// =============================================================================
// ChainTrack AI - Prediction API
// =============================================================================
// Synthetic demand and disruption endpoints, plus the batch test run
// =============================================================================

use axum::{extract::State, Json};
use chrono::{Datelike, Utc};

use crate::api::extract::Features;
use crate::predictor::{BatchReport, DemandPrediction, RiskPrediction};
use crate::reference::reference_data;
use crate::AppState;

fn current_month() -> u32 {
    Utc::now().month()
}

/// Predict demand from a feature vector.
pub async fn predict_demand(
    State(state): State<AppState>,
    Features(features): Features,
) -> Json<DemandPrediction> {
    let prediction = state.predictor.predict_demand(&features, current_month());
    state.metrics.record_demand();
    Json(prediction)
}

/// Predict disruption risk from a feature vector.
pub async fn predict_disruption(
    State(state): State<AppState>,
    Features(features): Features,
) -> Json<RiskPrediction> {
    let prediction = state.predictor.predict_disruption(&features, current_month());
    state.metrics.record_disruption(prediction.risk_level);
    Json(prediction)
}

/// Run both models over every reference product.
pub async fn test_predictions(State(state): State<AppState>) -> Json<BatchReport> {
    let report = state.predictor.batch(&reference_data().products, current_month());

    state.metrics.record_batch();
    for item in &report.predictions {
        state.metrics.record_demand();
        state.metrics.record_disruption(item.risk_level);
    }

    tracing::info!(
        products = report.summary.total_products,
        average_demand = report.summary.average_demand,
        average_risk = report.summary.average_risk,
        "Batch test predictions complete"
    );

    Json(report)
}
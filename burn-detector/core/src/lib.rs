// Copyright (c) 2024 The Fuego Developers

//! Detection of HEAT burn commitments in Fuego transaction extra data.
//!
//! A burn transaction carries a commitment record under tag `0x08` in its
//! `tx_extra` field. This crate provides:
//!
//! - A scanner that walks the `tx_extra` tag stream, skipping padding and
//!   length-prefixed records it does not care about
//! - A strict, all-or-nothing decoder for the commitment record
//! - A best-effort extractor for an Ethereum destination address hidden in the
//!   record's free-form metadata
//! - A serializable [`BurnReport`] for callers that print or forward results
//!
//! Everything here is a pure function over a borrowed byte slice. Malformed or
//! truncated input never panics; it is reported as "not a burn".
//!
//! No cryptographic verification of the commitment is performed.

pub mod address;
pub mod commitment;
pub mod error;
pub mod report;
pub mod scanner;
pub mod tag;
pub mod varint;

pub use address::extract_destination_address;
pub use commitment::{decode_commitment, CommitmentRecord};
pub use error::{DecodeError, EncodeError, RecordField, ScanError};
pub use report::BurnReport;
pub use scanner::{is_burn_transaction, scan, scan_detailed};
pub use tag::ExtraTag;

/// Scan `tx_extra` and build a [`BurnReport`] for the first commitment found.
///
/// The destination address is extracted from the metadata when
/// `extract_address` is set.
pub fn parse_burn_transaction(extra: &[u8], extract_address: bool) -> Option<BurnReport> {
    scan(extra).map(|record| BurnReport::for_record(&record, extract_address))
}
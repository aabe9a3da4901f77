// Copyright (c) 2024 The Fuego Developers

//! `tx_extra` tag stream scanner.
//!
//! The stream is a sequence of tagged records. Padding (`0x00`) is a run of
//! zero bytes with no length prefix, a HEAT commitment (`0x08`) has a fixed
//! layout, and every other tag is followed by a varint length and that many
//! opaque bytes. The first commitment tag ends the scan whether or not its
//! record decodes.

use tracing::{debug, trace};

use crate::{
    commitment::{decode_commitment, CommitmentRecord},
    error::ScanError,
    tag::{ExtraTag, TX_EXTRA_PADDING_MAX_RUN},
    varint::{read_varint, VarintError},
};

/// Scan `extra` for the first HEAT commitment record.
///
/// Every failure, including a matched but undecodable record, is reported as
/// `None`. Use [`scan_detailed`] to tell them apart.
pub fn scan(extra: &[u8]) -> Option<CommitmentRecord> {
    scan_detailed(extra).ok()
}

/// Returns true if `extra` carries a decodable HEAT commitment.
pub fn is_burn_transaction(extra: &[u8]) -> bool {
    scan(extra).is_some()
}

/// Scan `extra` for the first HEAT commitment record, reporting why none was
/// returned.
///
/// The cursor advances by at least one byte per iteration and varints are
/// capped at five bytes, so the scan is linear in `extra.len()` for any input.
pub fn scan_detailed(extra: &[u8]) -> Result<CommitmentRecord, ScanError> {
    let mut pos = 0usize;

    while pos < extra.len() {
        let tag_offset = pos;
        let tag = ExtraTag::from(extra[pos]);
        pos += 1;

        match tag {
            ExtraTag::HeatCommitment => {
                return decode_commitment(extra, pos).map_err(|err| {
                    debug!(offset = tag_offset, %tag, "commitment present but {}", err);
                    ScanError::from(err)
                });
            }
            ExtraTag::Padding => {
                let run = extra[pos..]
                    .iter()
                    .take(TX_EXTRA_PADDING_MAX_RUN)
                    .take_while(|byte| **byte == 0)
                    .count();
                trace!(offset = tag_offset, %tag, run, "skipping padding");
                pos += run;
            }
            ExtraTag::Other(_) => {
                let (len, consumed) = match read_varint(extra, pos) {
                    Ok(v) => v,
                    Err(VarintError::Truncated(_)) => {
                        trace!(offset = tag_offset, %tag, "extra ends inside varint");
                        return Err(ScanError::NotFound);
                    }
                    Err(VarintError::Overlong) => {
                        debug!(offset = pos, %tag, "overlong varint length");
                        return Err(ScanError::MalformedVarint { offset: pos });
                    }
                };
                trace!(offset = tag_offset, %tag, len, "skipping record");

                // A declared length running past the end of the buffer is
                // tolerated; the loop condition ends the scan.
                let len = usize::try_from(len).unwrap_or(usize::MAX);
                pos = pos.saturating_add(consumed).saturating_add(len);
            }
        }
    }

    Err(ScanError::NotFound)
}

Task: Whenever a line above includes "Json", copy it in full.

Response to this task:
use axum::{extract::State, Json};
) -> Json<DemandPrediction> {
    Json(prediction)
) -> Json<RiskPrediction> {
    Json(prediction)
pub async fn test_predictions(State(state): State<AppState>) -> Json<BatchReport> {
    Json(report)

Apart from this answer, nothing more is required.